'''

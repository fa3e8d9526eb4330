//! Where blob bytes come from
//!
//! The cache asks a [`BlobStore`] for the bytes of a [`FileId`] and does the
//! validation itself, so a store only has to find and read files.

use crate::blob::BlobData;
use crate::error::{BlobError, Result};
use crate::file_id::FileId;
use parking_lot::RwLock;
use std::collections::HashMap;
use std::io;
use std::path::{Path, PathBuf};
use std::sync::Arc;
use tracing::debug;

pub const DEFAULT_EXTENSION: &str = "rblob";

/// Source of raw blob bytes.
pub trait BlobStore: Send + Sync {
    /// Fetch the bytes of `id`. `Ok(None)` means the file does not exist.
    fn fetch(&self, id: FileId) -> Result<Option<BlobData>>;
}

/// Files laid out as `root/{archive:04}/{file:08}.{extension}`.
#[derive(Debug, Clone)]
pub struct DirectoryStore {
    root: PathBuf,
    extension: String,
    memory_map: bool,
}

impl DirectoryStore {
    pub fn new<P: AsRef<Path>>(root: P) -> Self {
        DirectoryStore {
            root: root.as_ref().to_path_buf(),
            extension: DEFAULT_EXTENSION.to_string(),
            memory_map: false,
        }
    }

    pub fn with_extension(mut self, extension: impl Into<String>) -> Self {
        self.extension = extension.into();
        self
    }

    /// Memory-map fetched files instead of copying them.
    ///
    /// The files under `root` must then stay unchanged while any image loaded
    /// from them is alive. See
    /// [`LoadOptions::memory_map`](crate::blob::LoadOptions::memory_map).
    pub fn with_memory_map(mut self, memory_map: bool) -> Self {
        self.memory_map = memory_map;
        self
    }

    pub fn root(&self) -> &Path {
        &self.root
    }

    /// Path a given file is expected at.
    pub fn path_for(&self, id: FileId) -> PathBuf {
        self.root
            .join(format!("{:04}", id.archive()))
            .join(format!("{:08}.{}", id.file(), self.extension))
    }
}

impl BlobStore for DirectoryStore {
    fn fetch(&self, id: FileId) -> Result<Option<BlobData>> {
        if id.is_none() {
            return Ok(None);
        }

        let path = self.path_for(id);
        debug!("Fetching {} from {:?}", id, path);

        match BlobData::read_file(&path, self.memory_map) {
            Ok(data) => Ok(Some(data)),
            Err(BlobError::Io(err)) if err.kind() == io::ErrorKind::NotFound => Ok(None),
            Err(err) => Err(err),
        }
    }
}

/// In-memory store, shared between the cache and whoever fills it.
#[derive(Debug, Default)]
pub struct MemoryStore {
    files: RwLock<HashMap<FileId, Arc<[u8]>>>,
}

impl MemoryStore {
    pub fn new() -> Self {
        Self::default()
    }

    /// Add or replace a file.
    pub fn insert(&self, id: FileId, bytes: impl Into<Arc<[u8]>>) {
        self.files.write().insert(id, bytes.into());
    }

    pub fn remove(&self, id: FileId) -> bool {
        self.files.write().remove(&id).is_some()
    }

    pub fn contains(&self, id: FileId) -> bool {
        self.files.read().contains_key(&id)
    }

    pub fn len(&self) -> usize {
        self.files.read().len()
    }

    pub fn is_empty(&self) -> bool {
        self.files.read().is_empty()
    }
}

impl BlobStore for MemoryStore {
    fn fetch(&self, id: FileId) -> Result<Option<BlobData>> {
        Ok(self
            .files
            .read()
            .get(&id)
            .map(|bytes| BlobData::Shared(Arc::clone(bytes))))
    }
}
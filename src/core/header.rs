use crate::bytes::BlobRef;
use crate::error::{Corruption, Result};
use xxhash_rust::xxh3::xxh3_64;

pub const MAGIC: [u8; 8] = *b"RBLOB\x00\x01\x00";
pub const VERSION_MAJOR: u16 = 1;
pub const VERSION_MINOR: u16 = 0;
pub const HEADER_SIZE: usize = 32;

/// Byte offset of the root pointer inside the header (its anchor address).
pub const ROOT_POINTER_OFFSET: usize = 20;

/// Header flag: `checksum` holds the xxh3-64 of the body.
pub const FLAG_CHECKSUM: u32 = 1;

/// Blob header (first 32 bytes)
///
/// ```text
/// +0   magic           "RBLOB\0\x01\0"
/// +8   version_major   u16
/// +10  version_minor   u16
/// +12  flags           u32
/// +16  total_length    u32 (header included)
/// +20  root            i32, self-relative to +20, 0 = null
/// +24  checksum        u64, xxh3-64 of bytes [32, total_length)
/// ```
#[derive(Debug, Clone, Copy, PartialEq, Eq)]
pub struct Header {
    /// Magic number: "RBLOB\0\x01\0"
    pub magic: [u8; 8],

    /// Format version (major)
    pub version_major: u16,

    /// Format version (minor)
    pub version_minor: u16,

    /// Feature flags
    pub flags: u32,

    /// Total blob length in bytes, header included
    pub total_length: u32,

    /// Root pointer, relative to `ROOT_POINTER_OFFSET`
    pub root: i32,

    /// Body checksum, meaningful when `FLAG_CHECKSUM` is set
    pub checksum: u64,
}

impl Header {
    /// Create a new header with default values
    pub fn new() -> Self {
        Header {
            magic: MAGIC,
            version_major: VERSION_MAJOR,
            version_minor: VERSION_MINOR,
            flags: 0,
            total_length: HEADER_SIZE as u32,
            root: 0,
            checksum: 0,
        }
    }

    pub fn has_checksum(&self) -> bool {
        self.flags & FLAG_CHECKSUM != 0
    }

    /// Absolute offset of the root record, if the root pointer is set.
    pub fn root_target(&self) -> Option<i64> {
        if self.root == 0 {
            None
        } else {
            Some(ROOT_POINTER_OFFSET as i64 + self.root as i64)
        }
    }

    /// Validate the header against the buffer it was read from.
    pub fn validate(&self, actual_len: usize) -> Result<()> {
        if self.magic != MAGIC {
            return Err(Corruption::BadMagic { found: self.magic }.into());
        }

        // Exact match for now
        if self.version_major != VERSION_MAJOR || self.version_minor != VERSION_MINOR {
            return Err(Corruption::UnsupportedVersion {
                major: self.version_major,
                minor: self.version_minor,
            }
            .into());
        }

        if self.total_length as usize != actual_len {
            return Err(Corruption::LengthMismatch {
                declared: self.total_length as u64,
                actual: actual_len,
            }
            .into());
        }

        let target = self.root_target().ok_or(Corruption::NullRoot)?;
        if target < HEADER_SIZE as i64 || target >= actual_len as i64 {
            return Err(Corruption::RootOutOfBounds {
                target,
                len: actual_len,
            }
            .into());
        }

        Ok(())
    }

    /// Compare the stored body checksum with `bytes` (the whole blob).
    pub fn verify_checksum(&self, bytes: &[u8]) -> Result<()> {
        if !self.has_checksum() {
            return Ok(());
        }
        let computed = body_checksum(bytes);
        if computed != self.checksum {
            return Err(Corruption::ChecksumMismatch {
                stored: self.checksum,
                computed,
            }
            .into());
        }
        Ok(())
    }

    /// Serialize header to bytes
    pub fn to_bytes(&self) -> [u8; HEADER_SIZE] {
        let mut bytes = [0u8; HEADER_SIZE];
        bytes[0..8].copy_from_slice(&self.magic);
        bytes[8..10].copy_from_slice(&self.version_major.to_le_bytes());
        bytes[10..12].copy_from_slice(&self.version_minor.to_le_bytes());
        bytes[12..16].copy_from_slice(&self.flags.to_le_bytes());
        bytes[16..20].copy_from_slice(&self.total_length.to_le_bytes());
        bytes[20..24].copy_from_slice(&self.root.to_le_bytes());
        bytes[24..32].copy_from_slice(&self.checksum.to_le_bytes());
        bytes
    }

    /// Deserialize header from bytes, without validating it
    pub fn from_bytes(bytes: &[u8]) -> Result<Self> {
        if bytes.len() < HEADER_SIZE {
            return Err(Corruption::Truncated { len: bytes.len() }.into());
        }

        let blob = BlobRef::new(bytes);
        let mut magic = [0u8; 8];
        magic.copy_from_slice(blob.range(0, 8)?);

        Ok(Header {
            magic,
            version_major: blob.read_u16(8)?,
            version_minor: blob.read_u16(10)?,
            flags: blob.read_u32(12)?,
            total_length: blob.read_u32(16)?,
            root: blob.read_i32(ROOT_POINTER_OFFSET)?,
            checksum: blob.read_u64(24)?,
        })
    }
}

impl Default for Header {
    fn default() -> Self {
        Self::new()
    }
}

/// xxh3-64 over everything after the header.
pub fn body_checksum(bytes: &[u8]) -> u64 {
    xxh3_64(bytes.get(HEADER_SIZE..).unwrap_or(&[]))
}
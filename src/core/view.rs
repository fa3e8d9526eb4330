//! Typed views over blob bytes
//!
//! A [`View`] is anything that can be decoded from a fixed-size slot inside a
//! blob. Primitives decode to plain values; records decode to a
//! [`RecordRef`] that reads its fields on demand. Generated schema code only
//! needs to implement `View` for each record and call the `RecordRef` field
//! readers with the field's byte offset.

use crate::bytes::BlobRef;
use crate::error::{Corruption, Result};
use std::marker::PhantomData;

/// A value decodable from `SIZE` bytes at an absolute offset in a blob.
pub trait View<'a>: Sized {
    /// Stride of this type inside records and arrays.
    const SIZE: usize;

    fn view(blob: BlobRef<'a>, offset: usize) -> Result<Self>;
}

macro_rules! primitive_view {
    ($($ty:ty => $read:ident),+ $(,)?) => {
        $(
            impl<'a> View<'a> for $ty {
                const SIZE: usize = std::mem::size_of::<$ty>();

                fn view(blob: BlobRef<'a>, offset: usize) -> Result<Self> {
                    blob.$read(offset)
                }
            }
        )+
    };
}

primitive_view! {
    u8 => read_u8,
    i8 => read_i8,
    u16 => read_u16,
    i16 => read_i16,
    u32 => read_u32,
    i32 => read_i32,
    u64 => read_u64,
    i64 => read_i64,
    f32 => read_f32,
    f64 => read_f64,
}

impl<'a> View<'a> for bool {
    const SIZE: usize = 1;

    fn view(blob: BlobRef<'a>, offset: usize) -> Result<Self> {
        match blob.read_u8(offset)? {
            0 => Ok(false),
            1 => Ok(true),
            value => Err(Corruption::InvalidBool { offset, value }.into()),
        }
    }
}

/// A packed 32-bit flag word.
#[derive(Debug, Clone, Copy, PartialEq, Eq, Hash, Default)]
pub struct Flags32(pub u32);

impl Flags32 {
    /// Whether bit `bit` (0 = least significant) is set.
    pub fn is_set(&self, bit: u32) -> bool {
        bit < 32 && (self.0 >> bit) & 1 != 0
    }

    pub fn bits(&self) -> u32 {
        self.0
    }
}

impl<'a> View<'a> for Flags32 {
    const SIZE: usize = 4;

    fn view(blob: BlobRef<'a>, offset: usize) -> Result<Self> {
        Ok(Flags32(blob.read_u32(offset)?))
    }
}

/// Base of every record view: a blob and the record's absolute offset.
///
/// The record's full extent is bounds-checked once on construction.
#[derive(Clone, Copy, Debug)]
pub struct RecordRef<'a> {
    blob: BlobRef<'a>,
    offset: usize,
}

impl<'a> RecordRef<'a> {
    pub fn new(blob: BlobRef<'a>, offset: usize, size: usize) -> Result<Self> {
        blob.check(offset, size)?;
        Ok(RecordRef { blob, offset })
    }

    pub fn blob(&self) -> BlobRef<'a> {
        self.blob
    }

    /// Absolute offset of the record in its blob.
    pub fn offset(&self) -> usize {
        self.offset
    }

    /// Decode the field at `field_offset` bytes into the record.
    pub fn field<T: View<'a>>(&self, field_offset: usize) -> Result<T> {
        T::view(self.blob, self.offset + field_offset)
    }

    /// Read one bit of a `u32` flag word at `field_offset`.
    pub fn flag(&self, field_offset: usize, bit: u32) -> Result<bool> {
        Ok(self.field::<Flags32>(field_offset)?.is_set(bit))
    }
}

/// A value stored inline in its parent record, by composition.
///
/// Carries no offset of its own: its bytes are part of the parent's extent
/// and it lives exactly as long as the parent's blob.
pub struct Embedded<'a, T> {
    blob: BlobRef<'a>,
    offset: usize,
    _marker: PhantomData<fn() -> T>,
}

impl<'a, T: View<'a>> Embedded<'a, T> {
    /// Decode the inline value.
    pub fn get(&self) -> Result<T> {
        T::view(self.blob, self.offset)
    }

    pub fn offset(&self) -> usize {
        self.offset
    }
}

impl<'a, T> Clone for Embedded<'a, T> {
    fn clone(&self) -> Self {
        *self
    }
}

impl<'a, T> Copy for Embedded<'a, T> {}

impl<'a, T> std::fmt::Debug for Embedded<'a, T> {
    fn fmt(&self, f: &mut std::fmt::Formatter<'_>) -> std::fmt::Result {
        f.debug_struct("Embedded")
            .field("offset", &self.offset)
            .finish()
    }
}

impl<'a, T: View<'a>> View<'a> for Embedded<'a, T> {
    const SIZE: usize = T::SIZE;

    fn view(blob: BlobRef<'a>, offset: usize) -> Result<Self> {
        blob.check(offset, T::SIZE)?;
        Ok(Embedded {
            blob,
            offset,
            _marker: PhantomData,
        })
    }
}

/// Declare a record view type of a fixed size.
///
/// The generated type wraps a [`RecordRef`] (reachable through `record()`)
/// and implements [`View`]; field accessors go in a separate `impl` block.
///
/// ```
/// use resblob::{blob_record, BlobRef, Result, View};
///
/// blob_record! {
///     /// 2D point: two f32s
///     pub struct Point(8);
/// }
///
/// impl<'a> Point<'a> {
///     pub fn x(&self) -> Result<f32> {
///         self.record().field(0)
///     }
///
///     pub fn y(&self) -> Result<f32> {
///         self.record().field(4)
///     }
/// }
///
/// let mut bytes = 1.0f32.to_le_bytes().to_vec();
/// bytes.extend_from_slice(&2.0f32.to_le_bytes());
/// let point = Point::view(BlobRef::new(&bytes), 0).unwrap();
/// assert_eq!(point.y().unwrap(), 2.0);
/// ```
#[macro_export]
macro_rules! blob_record {
    ($(#[$meta:meta])* $vis:vis struct $name:ident($size:expr);) => {
        $(#[$meta])*
        #[derive(Clone, Copy, Debug)]
        $vis struct $name<'a>($crate::RecordRef<'a>);

        impl<'a> $name<'a> {
            #[allow(dead_code)]
            pub fn record(&self) -> $crate::RecordRef<'a> {
                self.0
            }
        }

        impl<'a> $crate::View<'a> for $name<'a> {
            const SIZE: usize = $size;

            fn view(blob: $crate::BlobRef<'a>, offset: usize) -> $crate::Result<Self> {
                $crate::RecordRef::new(blob, offset, $size).map($name)
            }
        }
    };
}
//! Property-based tests for pointer, array and enum decoding
//!
//! Uses proptest to check that decoding agrees with a direct reading of the
//! bytes and never panics, whatever the bytes are.

mod common;

use common::{Fixture, TestEnum, TestRoot};
use proptest::prelude::*;
use resblob::{
    BlobEnum, BlobError, BlobImage, BlobRef, BlobStr, BlobWriter, CompactEnum, LoadOptions,
    RelArray, RelPtr, View,
};

/// Read every field reachable from a `TestRoot`, discarding errors.
fn walk(root: &TestRoot) {
    let _ = root.int32();
    let _ = root.float();
    let _ = root.test_enum().and_then(|e| e.get());
    let _ = root.color().and_then(|c| c.get()).and_then(|c| c.rgba());
    let _ = root.handle().and_then(|h| h.get());
    let _ = root.bool1();
    let _ = root.int8();

    if let Ok(Some(data)) = root.data() {
        let _ = data.name().and_then(|n| n.text().map(str::len));
        let _ = data.file();
        let _ = data.floats().and_then(|a| a.to_vec());
        let _ = data.integer_list().and_then(|a| a.to_vec());
        if let Ok(lookup) = data.lookup() {
            let _ = lookup.get(&100).map(|v| v.map(|e| e.int()));
            for (_, element) in lookup.iter().flatten() {
                let _ = element.float();
            }
        }
        if let Ok(objects) = data.object_array() {
            for element in objects.iter().flatten() {
                let _ = element.int();
                let _ = element.float();
            }
        }
    }
}

proptest! {
    #[test]
    fn prop_pointer_resolves_or_reports_bounds(
        len in 8usize..256,
        slot in 0usize..64,
        offset in -512i32..512,
    ) {
        let at = (slot * 4) % (len - 4);
        let mut data: Vec<u8> = (0..len).map(|i| i as u8).collect();
        data[at..at + 4].copy_from_slice(&offset.to_le_bytes());

        let ptr = RelPtr::<u32>::view(BlobRef::new(&data), at).unwrap();
        let target = at as i64 + offset as i64;

        match ptr.get() {
            Ok(None) => prop_assert_eq!(offset, 0),
            Ok(Some(value)) => {
                prop_assert!(offset != 0);
                let t = target as usize;
                let expected = u32::from_le_bytes([data[t], data[t + 1], data[t + 2], data[t + 3]]);
                prop_assert_eq!(value, expected);
            }
            Err(BlobError::OutOfBounds { .. }) => {
                prop_assert!(target < 0 || target + 4 > len as i64);
            }
            Err(other) => prop_assert!(false, "unexpected error {:?}", other),
        }
    }

    #[test]
    fn prop_array_matches_elements(
        values in prop::collection::vec(any::<u32>(), 0..64),
        gap in 0usize..32,
    ) {
        let mut writer = BlobWriter::new();
        let header = writer.reserve(8, 4);
        writer.reserve(gap, 1);
        let base = writer.reserve(values.len() * 4, 4);
        for (i, v) in values.iter().enumerate() {
            writer.put_u32(base + i * 4, *v).unwrap();
        }
        writer.put_array(header, base, values.len()).unwrap();
        writer.set_root(header).unwrap();

        let image = BlobImage::load(writer.finish(false).unwrap()).unwrap();
        let array: RelArray<u32> = image.root().unwrap();

        prop_assert_eq!(array.len(), values.len());
        prop_assert_eq!(&array.to_vec().unwrap(), &values);
        // Iteration is restartable and agrees with indexing
        let mut reversed = array.iter().rev().collect::<Result<Vec<_>, _>>().unwrap();
        reversed.reverse();
        prop_assert_eq!(&reversed, &values);
        for (i, v) in values.iter().enumerate() {
            prop_assert_eq!(array.get(i).unwrap(), *v);
        }
        let out_of_range = matches!(
            array.get(values.len()),
            Err(BlobError::IndexOutOfRange { .. })
        );
        prop_assert!(out_of_range);
    }

    #[test]
    fn prop_enum_matches_declared_values(raw in prop_oneof![
        0xFFFF_0000u32..=0xFFFF_0003,
        any::<u32>(),
    ]) {
        let bytes = raw.to_le_bytes();
        let field = CompactEnum::<TestEnum, u32>::view(BlobRef::new(&bytes), 0).unwrap();
        let declared = TestEnum::VARIANTS.iter().any(|v| v.to_raw() == raw as u64);

        match field.get() {
            Ok(value) => {
                prop_assert!(declared);
                prop_assert_eq!(value.to_raw(), raw as u64);
                prop_assert_eq!(field.validate().unwrap().get(), value);
            }
            Err(_) => {
                prop_assert!(!declared);
                prop_assert!(field.validate().is_err());
            }
        }
    }

    #[test]
    fn prop_string_lengths(text in "\\PC{0,40}") {
        let mut writer = BlobWriter::new();
        let slot = writer.reserve(12, 4);
        writer.put_str(slot, &text).unwrap();
        writer.set_root(slot).unwrap();

        let image = BlobImage::load(writer.finish(true).unwrap()).unwrap();
        let s: BlobStr = image.root().unwrap();

        prop_assert_eq!(s.text().unwrap(), text.as_str());
        prop_assert_eq!(s.len(), text.len());
        prop_assert_eq!(s.char_count(), text.chars().count());
    }

    #[test]
    fn prop_damaged_blob_never_panics(
        position in any::<prop::sample::Index>(),
        value in any::<u8>(),
    ) {
        let mut bytes = Fixture::default().with_data().build();
        let at = position.index(bytes.len());
        bytes[at] = value;

        let options = LoadOptions { verify_checksum: false, ..LoadOptions::default() };
        if let Ok(image) = BlobImage::load_with(bytes, &options) {
            if let Ok(root) = image.root::<TestRoot>() {
                walk(&root);
            }
        }
    }
}
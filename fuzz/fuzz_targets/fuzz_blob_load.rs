#![no_main]
use libfuzzer_sys::fuzz_target;
use resblob::{BlobImage, LoadOptions, RelArray, RelPtr};

// Arbitrary bytes must either be rejected or decode without panicking
fuzz_target!(|data: &[u8]| {
    let options = LoadOptions {
        verify_checksum: false,
        ..LoadOptions::default()
    };
    let image = match BlobImage::load_with(data, &options) {
        Ok(image) => image,
        Err(_) => return,
    };

    if let Ok(array) = image.root::<RelArray<u32>>() {
        for value in array.iter() {
            let _ = value;
        }
    }
    if let Ok(ptr) = image.root::<RelPtr<u64>>() {
        let _ = ptr.get();
    }
});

'''

Some lines above hold the word "relative". Copy all of them.

- Answer section -
/// +20  root            i32, self-relative to +20, 0 = null
    /// Root pointer, relative to `ROOT_POINTER_OFFSET`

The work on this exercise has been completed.